_SOURCE DATA:_
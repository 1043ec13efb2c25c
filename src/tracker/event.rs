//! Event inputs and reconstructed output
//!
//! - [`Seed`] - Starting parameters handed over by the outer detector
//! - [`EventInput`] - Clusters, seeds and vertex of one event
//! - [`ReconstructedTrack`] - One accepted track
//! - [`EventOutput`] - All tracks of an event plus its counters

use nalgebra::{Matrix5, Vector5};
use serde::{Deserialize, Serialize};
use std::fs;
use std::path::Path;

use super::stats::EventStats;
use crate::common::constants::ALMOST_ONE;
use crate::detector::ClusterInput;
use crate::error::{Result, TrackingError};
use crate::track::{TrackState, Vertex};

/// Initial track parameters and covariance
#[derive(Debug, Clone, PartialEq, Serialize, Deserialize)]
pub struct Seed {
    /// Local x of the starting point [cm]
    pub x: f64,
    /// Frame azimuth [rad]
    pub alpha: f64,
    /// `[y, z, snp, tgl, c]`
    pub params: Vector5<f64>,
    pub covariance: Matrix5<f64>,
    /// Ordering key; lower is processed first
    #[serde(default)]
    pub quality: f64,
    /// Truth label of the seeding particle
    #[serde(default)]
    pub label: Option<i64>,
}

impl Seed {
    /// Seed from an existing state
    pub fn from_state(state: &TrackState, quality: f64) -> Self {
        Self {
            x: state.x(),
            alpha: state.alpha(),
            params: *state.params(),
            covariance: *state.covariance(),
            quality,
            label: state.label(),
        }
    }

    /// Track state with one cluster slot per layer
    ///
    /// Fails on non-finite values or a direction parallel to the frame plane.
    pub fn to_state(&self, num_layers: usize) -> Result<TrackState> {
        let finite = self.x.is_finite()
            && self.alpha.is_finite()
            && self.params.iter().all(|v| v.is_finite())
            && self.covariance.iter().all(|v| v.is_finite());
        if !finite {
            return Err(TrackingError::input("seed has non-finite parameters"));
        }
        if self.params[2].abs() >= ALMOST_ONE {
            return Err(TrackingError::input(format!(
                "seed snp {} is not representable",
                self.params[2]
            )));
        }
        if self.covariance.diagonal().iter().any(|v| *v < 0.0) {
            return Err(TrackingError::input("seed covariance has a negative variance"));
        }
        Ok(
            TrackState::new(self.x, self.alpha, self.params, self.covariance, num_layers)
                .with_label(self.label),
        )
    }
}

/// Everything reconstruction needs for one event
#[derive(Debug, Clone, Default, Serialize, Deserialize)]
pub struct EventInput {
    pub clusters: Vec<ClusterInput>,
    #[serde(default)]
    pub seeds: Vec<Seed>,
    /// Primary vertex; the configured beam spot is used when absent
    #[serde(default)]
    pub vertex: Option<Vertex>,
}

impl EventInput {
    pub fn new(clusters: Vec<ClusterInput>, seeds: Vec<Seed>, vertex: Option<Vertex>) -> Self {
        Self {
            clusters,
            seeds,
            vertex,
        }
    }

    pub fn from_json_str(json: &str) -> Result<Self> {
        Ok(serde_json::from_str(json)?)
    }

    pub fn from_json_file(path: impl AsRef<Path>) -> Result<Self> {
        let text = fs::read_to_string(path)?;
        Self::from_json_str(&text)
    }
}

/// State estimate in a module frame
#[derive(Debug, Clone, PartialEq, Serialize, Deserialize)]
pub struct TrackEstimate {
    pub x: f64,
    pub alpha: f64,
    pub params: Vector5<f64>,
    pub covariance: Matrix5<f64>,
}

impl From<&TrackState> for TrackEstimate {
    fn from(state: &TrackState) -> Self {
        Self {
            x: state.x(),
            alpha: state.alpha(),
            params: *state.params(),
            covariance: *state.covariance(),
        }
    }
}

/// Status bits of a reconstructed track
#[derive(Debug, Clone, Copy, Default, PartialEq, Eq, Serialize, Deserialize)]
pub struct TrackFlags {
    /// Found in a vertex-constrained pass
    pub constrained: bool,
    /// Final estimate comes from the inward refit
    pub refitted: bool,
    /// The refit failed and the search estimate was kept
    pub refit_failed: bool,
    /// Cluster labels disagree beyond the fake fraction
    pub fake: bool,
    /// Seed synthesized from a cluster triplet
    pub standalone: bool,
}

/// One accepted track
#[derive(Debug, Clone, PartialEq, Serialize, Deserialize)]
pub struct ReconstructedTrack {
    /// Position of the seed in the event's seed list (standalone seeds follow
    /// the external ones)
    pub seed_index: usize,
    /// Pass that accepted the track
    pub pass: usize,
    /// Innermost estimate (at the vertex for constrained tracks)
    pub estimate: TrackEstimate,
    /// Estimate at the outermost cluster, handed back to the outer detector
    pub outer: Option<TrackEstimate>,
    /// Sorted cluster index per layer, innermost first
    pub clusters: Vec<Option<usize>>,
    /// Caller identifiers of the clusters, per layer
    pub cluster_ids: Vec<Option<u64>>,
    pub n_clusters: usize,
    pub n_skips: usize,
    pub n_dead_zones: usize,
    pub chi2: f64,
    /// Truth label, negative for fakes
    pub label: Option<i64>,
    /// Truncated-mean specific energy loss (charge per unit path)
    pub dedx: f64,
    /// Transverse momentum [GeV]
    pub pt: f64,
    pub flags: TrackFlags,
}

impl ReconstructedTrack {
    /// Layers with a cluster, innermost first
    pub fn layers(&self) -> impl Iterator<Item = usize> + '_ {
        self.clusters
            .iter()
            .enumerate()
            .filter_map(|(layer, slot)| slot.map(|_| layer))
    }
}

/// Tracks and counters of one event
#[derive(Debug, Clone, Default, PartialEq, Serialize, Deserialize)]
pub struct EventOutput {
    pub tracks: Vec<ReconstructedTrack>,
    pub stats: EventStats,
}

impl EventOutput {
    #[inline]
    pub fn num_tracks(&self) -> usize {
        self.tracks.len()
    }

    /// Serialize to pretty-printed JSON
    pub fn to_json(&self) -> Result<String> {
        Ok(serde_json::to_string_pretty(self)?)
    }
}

_DIRECTIONS:_
Among the lines above, find those that contain the word "EventStats" and copy them.

_RESULT OF THIS TASK:_
use super::stats::EventStats;
    pub stats: EventStats,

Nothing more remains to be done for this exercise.